[Excerpts from a dataset]
------
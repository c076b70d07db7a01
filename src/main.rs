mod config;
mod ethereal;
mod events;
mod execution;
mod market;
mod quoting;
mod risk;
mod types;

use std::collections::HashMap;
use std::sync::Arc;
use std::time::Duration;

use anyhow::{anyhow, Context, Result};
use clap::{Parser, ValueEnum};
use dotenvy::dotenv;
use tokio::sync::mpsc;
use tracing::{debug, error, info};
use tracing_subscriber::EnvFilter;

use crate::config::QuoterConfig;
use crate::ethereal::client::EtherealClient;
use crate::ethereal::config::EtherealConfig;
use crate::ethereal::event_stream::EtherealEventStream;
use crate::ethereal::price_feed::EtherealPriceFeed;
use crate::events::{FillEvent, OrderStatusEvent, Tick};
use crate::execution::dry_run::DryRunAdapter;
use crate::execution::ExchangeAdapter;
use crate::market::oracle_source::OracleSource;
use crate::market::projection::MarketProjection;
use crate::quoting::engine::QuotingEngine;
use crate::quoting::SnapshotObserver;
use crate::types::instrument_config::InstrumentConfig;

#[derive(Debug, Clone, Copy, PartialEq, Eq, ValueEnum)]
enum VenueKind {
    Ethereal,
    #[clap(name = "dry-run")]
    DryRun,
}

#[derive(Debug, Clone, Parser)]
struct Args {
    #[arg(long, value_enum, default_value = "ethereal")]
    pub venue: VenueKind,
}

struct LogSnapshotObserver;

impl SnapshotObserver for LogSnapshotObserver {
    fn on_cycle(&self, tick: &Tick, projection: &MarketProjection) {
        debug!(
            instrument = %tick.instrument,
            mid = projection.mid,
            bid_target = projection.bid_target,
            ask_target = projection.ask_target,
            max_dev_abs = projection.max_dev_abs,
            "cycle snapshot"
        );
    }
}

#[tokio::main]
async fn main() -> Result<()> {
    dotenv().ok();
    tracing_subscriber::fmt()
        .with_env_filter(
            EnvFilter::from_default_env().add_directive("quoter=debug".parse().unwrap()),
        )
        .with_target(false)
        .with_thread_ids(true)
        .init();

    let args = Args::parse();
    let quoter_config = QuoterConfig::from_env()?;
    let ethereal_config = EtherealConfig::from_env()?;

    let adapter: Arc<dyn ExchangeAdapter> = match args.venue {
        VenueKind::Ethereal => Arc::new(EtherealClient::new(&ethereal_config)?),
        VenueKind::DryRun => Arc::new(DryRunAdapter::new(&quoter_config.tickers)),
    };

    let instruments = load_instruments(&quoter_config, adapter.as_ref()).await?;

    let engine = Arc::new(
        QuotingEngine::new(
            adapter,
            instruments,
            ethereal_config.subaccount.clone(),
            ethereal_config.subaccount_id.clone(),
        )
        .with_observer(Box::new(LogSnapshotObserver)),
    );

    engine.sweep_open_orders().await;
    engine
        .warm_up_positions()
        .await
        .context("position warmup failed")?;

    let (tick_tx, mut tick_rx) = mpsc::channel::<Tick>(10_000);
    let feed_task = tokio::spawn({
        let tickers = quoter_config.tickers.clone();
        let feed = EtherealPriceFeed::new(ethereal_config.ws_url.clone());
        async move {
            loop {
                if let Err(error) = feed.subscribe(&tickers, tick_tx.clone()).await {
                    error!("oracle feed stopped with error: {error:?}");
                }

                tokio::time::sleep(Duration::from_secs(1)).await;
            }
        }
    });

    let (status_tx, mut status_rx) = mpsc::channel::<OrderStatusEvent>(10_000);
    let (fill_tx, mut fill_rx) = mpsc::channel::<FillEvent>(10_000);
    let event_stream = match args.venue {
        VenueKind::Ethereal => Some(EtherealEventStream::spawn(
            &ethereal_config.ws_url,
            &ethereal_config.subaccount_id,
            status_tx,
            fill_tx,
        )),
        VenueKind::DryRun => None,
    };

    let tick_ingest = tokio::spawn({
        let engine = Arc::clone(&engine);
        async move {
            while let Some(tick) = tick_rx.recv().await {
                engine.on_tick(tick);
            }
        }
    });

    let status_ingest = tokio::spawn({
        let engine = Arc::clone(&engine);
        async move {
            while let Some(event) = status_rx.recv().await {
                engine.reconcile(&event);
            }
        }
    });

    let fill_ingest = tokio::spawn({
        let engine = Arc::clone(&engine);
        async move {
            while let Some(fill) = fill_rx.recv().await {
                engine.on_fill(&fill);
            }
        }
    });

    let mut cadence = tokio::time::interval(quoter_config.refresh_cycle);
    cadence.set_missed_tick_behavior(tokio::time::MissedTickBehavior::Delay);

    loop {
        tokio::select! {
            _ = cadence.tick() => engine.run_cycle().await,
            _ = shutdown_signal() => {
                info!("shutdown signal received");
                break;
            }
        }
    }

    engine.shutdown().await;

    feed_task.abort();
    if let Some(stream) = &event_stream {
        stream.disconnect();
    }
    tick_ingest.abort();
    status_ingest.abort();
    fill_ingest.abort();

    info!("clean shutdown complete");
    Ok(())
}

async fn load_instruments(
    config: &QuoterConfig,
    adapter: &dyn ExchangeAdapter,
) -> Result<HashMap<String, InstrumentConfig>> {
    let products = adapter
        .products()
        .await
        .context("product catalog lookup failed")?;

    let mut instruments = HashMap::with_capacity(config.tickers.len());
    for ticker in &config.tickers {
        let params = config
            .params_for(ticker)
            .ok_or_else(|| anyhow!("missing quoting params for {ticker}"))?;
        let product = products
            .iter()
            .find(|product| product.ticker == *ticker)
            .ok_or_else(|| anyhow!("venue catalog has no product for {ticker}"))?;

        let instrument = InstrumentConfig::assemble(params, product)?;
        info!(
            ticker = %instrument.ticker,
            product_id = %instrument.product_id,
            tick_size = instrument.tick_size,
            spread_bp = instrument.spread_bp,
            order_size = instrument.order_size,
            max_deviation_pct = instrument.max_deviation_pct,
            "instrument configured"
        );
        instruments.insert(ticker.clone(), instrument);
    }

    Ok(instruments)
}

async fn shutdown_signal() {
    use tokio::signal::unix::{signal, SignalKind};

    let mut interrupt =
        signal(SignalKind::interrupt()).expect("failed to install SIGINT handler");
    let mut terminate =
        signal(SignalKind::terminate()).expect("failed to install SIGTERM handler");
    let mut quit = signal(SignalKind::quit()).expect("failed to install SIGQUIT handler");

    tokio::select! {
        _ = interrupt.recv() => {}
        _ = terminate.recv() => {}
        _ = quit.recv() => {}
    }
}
------
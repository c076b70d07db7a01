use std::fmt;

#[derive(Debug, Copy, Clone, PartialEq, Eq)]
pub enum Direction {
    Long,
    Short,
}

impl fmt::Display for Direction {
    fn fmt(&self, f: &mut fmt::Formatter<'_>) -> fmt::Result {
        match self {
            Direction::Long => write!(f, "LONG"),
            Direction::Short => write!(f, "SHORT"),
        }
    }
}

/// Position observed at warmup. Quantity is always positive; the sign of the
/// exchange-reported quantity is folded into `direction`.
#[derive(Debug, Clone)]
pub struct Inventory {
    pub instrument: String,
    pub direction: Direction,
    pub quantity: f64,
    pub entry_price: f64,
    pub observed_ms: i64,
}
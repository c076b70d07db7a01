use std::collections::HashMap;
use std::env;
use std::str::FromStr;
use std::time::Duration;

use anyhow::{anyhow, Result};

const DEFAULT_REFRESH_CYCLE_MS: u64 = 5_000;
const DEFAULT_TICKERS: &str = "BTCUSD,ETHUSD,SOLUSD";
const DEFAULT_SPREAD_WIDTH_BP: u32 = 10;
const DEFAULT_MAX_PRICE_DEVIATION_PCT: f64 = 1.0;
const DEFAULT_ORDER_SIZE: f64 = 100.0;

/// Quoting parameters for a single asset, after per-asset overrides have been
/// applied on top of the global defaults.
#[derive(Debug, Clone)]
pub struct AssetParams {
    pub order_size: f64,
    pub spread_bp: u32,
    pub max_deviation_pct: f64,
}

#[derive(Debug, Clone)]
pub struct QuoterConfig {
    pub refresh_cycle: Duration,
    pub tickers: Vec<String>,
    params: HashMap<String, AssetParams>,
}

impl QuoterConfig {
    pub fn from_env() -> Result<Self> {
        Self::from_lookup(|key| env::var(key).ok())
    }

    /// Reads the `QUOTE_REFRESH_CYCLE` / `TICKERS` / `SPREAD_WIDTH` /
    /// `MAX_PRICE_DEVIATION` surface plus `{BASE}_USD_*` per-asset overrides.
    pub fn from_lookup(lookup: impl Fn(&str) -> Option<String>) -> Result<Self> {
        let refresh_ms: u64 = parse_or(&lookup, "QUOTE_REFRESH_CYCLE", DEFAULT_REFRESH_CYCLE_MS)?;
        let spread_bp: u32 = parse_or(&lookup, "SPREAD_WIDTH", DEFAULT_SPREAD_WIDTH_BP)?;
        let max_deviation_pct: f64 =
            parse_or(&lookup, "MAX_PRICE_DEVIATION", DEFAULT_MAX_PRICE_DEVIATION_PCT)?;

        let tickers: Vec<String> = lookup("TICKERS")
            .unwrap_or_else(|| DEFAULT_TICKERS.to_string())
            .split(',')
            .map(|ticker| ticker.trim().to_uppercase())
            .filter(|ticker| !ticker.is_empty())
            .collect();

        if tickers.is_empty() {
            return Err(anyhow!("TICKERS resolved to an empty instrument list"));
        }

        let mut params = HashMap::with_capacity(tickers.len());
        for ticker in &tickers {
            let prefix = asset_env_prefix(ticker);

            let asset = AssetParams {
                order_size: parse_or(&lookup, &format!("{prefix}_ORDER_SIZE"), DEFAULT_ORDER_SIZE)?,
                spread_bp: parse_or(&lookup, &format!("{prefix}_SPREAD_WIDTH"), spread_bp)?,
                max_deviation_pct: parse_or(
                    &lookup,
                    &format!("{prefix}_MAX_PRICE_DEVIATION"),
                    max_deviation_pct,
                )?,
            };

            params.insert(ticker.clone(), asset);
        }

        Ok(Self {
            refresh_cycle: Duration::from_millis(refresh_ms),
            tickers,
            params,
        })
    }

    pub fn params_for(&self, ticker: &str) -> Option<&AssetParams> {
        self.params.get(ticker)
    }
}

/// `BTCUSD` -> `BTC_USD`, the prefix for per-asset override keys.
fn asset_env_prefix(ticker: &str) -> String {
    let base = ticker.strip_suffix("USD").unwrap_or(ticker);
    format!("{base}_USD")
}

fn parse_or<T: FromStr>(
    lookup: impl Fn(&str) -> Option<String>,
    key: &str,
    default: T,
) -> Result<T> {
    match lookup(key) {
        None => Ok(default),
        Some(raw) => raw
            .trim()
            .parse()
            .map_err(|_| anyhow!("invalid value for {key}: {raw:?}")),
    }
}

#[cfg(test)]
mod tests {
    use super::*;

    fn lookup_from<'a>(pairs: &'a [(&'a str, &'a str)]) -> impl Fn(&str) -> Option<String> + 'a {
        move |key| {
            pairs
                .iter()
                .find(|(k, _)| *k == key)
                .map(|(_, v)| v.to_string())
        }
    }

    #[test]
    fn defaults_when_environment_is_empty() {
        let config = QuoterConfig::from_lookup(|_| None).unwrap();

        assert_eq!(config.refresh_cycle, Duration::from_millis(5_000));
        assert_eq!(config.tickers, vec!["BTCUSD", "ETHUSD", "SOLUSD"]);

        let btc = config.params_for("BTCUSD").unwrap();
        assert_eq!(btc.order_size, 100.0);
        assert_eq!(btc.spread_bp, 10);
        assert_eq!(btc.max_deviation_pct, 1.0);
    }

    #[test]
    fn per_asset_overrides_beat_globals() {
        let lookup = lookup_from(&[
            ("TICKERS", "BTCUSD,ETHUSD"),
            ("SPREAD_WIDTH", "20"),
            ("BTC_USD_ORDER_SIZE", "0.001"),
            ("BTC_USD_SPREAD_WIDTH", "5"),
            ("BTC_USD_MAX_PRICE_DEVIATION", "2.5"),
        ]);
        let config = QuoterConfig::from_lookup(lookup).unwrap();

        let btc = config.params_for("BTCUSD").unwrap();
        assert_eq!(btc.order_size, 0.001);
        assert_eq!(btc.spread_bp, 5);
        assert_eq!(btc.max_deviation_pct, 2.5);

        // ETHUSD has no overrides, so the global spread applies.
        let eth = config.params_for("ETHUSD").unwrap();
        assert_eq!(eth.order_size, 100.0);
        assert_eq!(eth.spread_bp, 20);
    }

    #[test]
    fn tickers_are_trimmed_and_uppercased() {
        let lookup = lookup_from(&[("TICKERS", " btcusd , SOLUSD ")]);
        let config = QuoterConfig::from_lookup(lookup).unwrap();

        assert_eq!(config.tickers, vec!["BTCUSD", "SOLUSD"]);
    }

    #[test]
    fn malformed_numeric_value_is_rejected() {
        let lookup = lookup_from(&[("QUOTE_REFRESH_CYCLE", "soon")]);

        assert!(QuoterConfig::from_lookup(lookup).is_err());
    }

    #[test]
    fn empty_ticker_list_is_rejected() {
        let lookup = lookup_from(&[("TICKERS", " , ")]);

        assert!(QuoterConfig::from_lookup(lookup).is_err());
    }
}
------
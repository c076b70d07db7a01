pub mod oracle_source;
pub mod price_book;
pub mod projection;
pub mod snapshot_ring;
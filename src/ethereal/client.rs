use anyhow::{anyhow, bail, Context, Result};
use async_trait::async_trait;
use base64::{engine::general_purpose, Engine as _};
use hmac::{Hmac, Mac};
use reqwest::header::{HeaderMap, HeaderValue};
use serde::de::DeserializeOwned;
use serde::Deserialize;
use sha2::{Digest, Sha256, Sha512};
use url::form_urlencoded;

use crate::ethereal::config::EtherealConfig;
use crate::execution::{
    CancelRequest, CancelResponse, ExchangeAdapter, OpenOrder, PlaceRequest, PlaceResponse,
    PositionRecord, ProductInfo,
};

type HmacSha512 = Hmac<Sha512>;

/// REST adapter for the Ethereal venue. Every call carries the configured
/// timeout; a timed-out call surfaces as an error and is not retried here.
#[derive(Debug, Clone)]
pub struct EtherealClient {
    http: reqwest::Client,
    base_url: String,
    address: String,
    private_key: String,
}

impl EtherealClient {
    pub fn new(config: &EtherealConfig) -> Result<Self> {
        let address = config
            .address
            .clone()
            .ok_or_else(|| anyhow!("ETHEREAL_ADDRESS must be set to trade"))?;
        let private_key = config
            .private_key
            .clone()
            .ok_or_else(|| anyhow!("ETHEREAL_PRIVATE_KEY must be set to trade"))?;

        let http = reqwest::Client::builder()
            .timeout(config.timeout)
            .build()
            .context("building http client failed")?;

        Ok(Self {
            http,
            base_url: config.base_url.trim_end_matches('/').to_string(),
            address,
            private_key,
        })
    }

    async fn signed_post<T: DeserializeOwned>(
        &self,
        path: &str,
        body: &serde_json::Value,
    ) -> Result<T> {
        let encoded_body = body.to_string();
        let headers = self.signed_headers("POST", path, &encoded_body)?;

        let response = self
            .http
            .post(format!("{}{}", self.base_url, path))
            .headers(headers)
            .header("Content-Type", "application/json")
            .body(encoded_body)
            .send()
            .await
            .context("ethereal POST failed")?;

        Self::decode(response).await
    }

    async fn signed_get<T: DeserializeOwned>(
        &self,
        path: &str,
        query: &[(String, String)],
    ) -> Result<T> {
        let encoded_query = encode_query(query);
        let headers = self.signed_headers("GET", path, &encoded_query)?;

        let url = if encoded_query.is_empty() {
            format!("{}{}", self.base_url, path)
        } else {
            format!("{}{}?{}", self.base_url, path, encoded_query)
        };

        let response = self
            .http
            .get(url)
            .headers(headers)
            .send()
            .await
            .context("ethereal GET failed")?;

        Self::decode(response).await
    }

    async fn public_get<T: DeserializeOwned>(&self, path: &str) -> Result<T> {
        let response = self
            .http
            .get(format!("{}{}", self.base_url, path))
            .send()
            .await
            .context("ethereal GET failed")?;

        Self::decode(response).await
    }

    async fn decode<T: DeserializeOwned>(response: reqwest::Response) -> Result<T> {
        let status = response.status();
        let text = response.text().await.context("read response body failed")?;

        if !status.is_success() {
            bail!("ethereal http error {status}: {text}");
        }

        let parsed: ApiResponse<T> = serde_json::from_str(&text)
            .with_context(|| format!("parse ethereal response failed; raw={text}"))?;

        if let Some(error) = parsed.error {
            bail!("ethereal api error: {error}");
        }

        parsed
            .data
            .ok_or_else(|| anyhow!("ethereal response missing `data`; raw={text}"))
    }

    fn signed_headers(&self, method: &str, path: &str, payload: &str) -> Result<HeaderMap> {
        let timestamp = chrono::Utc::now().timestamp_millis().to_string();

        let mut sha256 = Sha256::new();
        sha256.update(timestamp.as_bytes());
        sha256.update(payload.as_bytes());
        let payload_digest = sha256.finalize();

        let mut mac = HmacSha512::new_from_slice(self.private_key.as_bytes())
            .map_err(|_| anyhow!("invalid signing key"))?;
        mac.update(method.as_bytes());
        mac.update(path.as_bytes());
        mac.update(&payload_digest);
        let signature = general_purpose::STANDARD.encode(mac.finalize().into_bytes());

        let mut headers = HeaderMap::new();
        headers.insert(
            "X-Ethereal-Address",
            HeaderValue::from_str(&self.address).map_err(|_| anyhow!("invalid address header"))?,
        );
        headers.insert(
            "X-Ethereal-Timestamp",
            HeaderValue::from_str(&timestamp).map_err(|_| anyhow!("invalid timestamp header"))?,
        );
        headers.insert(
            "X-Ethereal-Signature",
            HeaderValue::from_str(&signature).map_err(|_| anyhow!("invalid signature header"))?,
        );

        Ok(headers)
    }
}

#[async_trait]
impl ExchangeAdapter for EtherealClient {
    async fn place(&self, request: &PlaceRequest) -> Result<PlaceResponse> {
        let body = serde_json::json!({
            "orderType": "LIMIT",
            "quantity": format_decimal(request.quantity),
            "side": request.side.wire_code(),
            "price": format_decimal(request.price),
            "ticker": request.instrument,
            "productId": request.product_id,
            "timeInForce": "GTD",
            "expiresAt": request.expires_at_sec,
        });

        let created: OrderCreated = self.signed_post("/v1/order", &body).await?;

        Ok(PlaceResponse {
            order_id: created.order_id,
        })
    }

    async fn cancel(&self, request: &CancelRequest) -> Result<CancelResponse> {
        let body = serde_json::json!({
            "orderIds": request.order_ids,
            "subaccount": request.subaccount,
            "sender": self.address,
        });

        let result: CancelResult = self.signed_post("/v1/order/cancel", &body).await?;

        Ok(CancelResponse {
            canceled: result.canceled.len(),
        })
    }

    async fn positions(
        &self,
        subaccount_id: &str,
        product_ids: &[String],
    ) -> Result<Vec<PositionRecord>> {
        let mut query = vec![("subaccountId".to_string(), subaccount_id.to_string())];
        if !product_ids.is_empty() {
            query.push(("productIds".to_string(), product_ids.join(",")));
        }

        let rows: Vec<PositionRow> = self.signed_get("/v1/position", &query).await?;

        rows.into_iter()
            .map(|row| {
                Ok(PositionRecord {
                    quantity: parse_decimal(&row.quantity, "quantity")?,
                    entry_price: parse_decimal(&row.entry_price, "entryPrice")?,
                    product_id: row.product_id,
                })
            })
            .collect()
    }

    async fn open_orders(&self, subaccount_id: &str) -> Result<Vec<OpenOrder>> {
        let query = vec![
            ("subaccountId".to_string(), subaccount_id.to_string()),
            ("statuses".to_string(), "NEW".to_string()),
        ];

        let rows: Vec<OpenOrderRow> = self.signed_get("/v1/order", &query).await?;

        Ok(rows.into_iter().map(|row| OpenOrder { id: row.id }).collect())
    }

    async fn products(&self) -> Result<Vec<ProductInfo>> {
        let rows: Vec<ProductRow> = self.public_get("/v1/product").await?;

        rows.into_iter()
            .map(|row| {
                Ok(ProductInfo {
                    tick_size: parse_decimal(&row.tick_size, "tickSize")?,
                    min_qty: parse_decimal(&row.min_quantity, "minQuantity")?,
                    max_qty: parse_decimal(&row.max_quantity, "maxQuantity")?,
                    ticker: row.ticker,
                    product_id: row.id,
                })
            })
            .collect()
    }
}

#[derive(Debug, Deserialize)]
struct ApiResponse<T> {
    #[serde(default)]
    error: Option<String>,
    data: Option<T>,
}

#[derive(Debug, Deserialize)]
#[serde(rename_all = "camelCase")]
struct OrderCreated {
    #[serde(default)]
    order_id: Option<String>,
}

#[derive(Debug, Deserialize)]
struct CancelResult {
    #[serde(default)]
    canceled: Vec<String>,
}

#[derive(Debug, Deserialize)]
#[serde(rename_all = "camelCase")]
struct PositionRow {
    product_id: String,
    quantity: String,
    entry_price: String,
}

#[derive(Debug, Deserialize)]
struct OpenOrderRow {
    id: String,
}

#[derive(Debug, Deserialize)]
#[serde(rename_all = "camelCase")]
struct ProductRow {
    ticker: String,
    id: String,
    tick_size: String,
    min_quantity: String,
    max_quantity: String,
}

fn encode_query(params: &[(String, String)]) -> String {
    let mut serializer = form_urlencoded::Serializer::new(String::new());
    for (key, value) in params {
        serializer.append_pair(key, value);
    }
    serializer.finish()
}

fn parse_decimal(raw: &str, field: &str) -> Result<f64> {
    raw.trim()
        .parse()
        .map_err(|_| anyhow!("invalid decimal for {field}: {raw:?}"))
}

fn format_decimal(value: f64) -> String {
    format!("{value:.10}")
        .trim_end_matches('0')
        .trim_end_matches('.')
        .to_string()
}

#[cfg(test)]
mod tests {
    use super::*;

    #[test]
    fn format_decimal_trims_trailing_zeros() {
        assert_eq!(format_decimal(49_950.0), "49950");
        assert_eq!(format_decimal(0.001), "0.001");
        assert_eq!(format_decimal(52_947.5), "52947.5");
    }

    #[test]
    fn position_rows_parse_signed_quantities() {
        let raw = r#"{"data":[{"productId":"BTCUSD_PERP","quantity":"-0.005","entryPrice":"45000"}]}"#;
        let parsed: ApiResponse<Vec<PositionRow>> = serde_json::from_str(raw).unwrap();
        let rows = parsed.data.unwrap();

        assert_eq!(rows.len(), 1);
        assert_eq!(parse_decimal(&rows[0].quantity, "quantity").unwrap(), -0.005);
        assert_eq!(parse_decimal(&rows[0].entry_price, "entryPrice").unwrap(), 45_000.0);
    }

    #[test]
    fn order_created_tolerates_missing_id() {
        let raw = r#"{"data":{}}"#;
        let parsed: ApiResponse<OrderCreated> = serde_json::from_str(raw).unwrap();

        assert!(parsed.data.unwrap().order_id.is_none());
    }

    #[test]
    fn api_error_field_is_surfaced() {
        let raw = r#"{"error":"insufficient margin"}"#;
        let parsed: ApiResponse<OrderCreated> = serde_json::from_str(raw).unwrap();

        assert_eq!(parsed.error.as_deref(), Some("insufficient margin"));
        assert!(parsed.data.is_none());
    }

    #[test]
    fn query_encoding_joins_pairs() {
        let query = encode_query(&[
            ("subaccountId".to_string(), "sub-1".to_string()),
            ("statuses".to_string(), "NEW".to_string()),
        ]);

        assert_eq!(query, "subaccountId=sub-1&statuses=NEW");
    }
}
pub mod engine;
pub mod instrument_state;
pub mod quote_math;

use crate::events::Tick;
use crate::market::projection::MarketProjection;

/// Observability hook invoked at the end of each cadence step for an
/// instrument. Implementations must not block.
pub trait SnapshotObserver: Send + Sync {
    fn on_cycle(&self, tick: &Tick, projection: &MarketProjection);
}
------
DESCRIPTION OF THE TASK> Across the data, pull every line containing the string "struct".

ANSWER TO THIS EXERCISE>
struct Args {
struct LogSnapshotObserver;
pub struct Inventory {
pub struct AssetParams {
pub struct QuoterConfig {
pub struct EtherealClient {
struct ApiResponse<T> {
struct OrderCreated {
struct CancelResult {
struct PositionRow {
struct OpenOrderRow {
struct ProductRow {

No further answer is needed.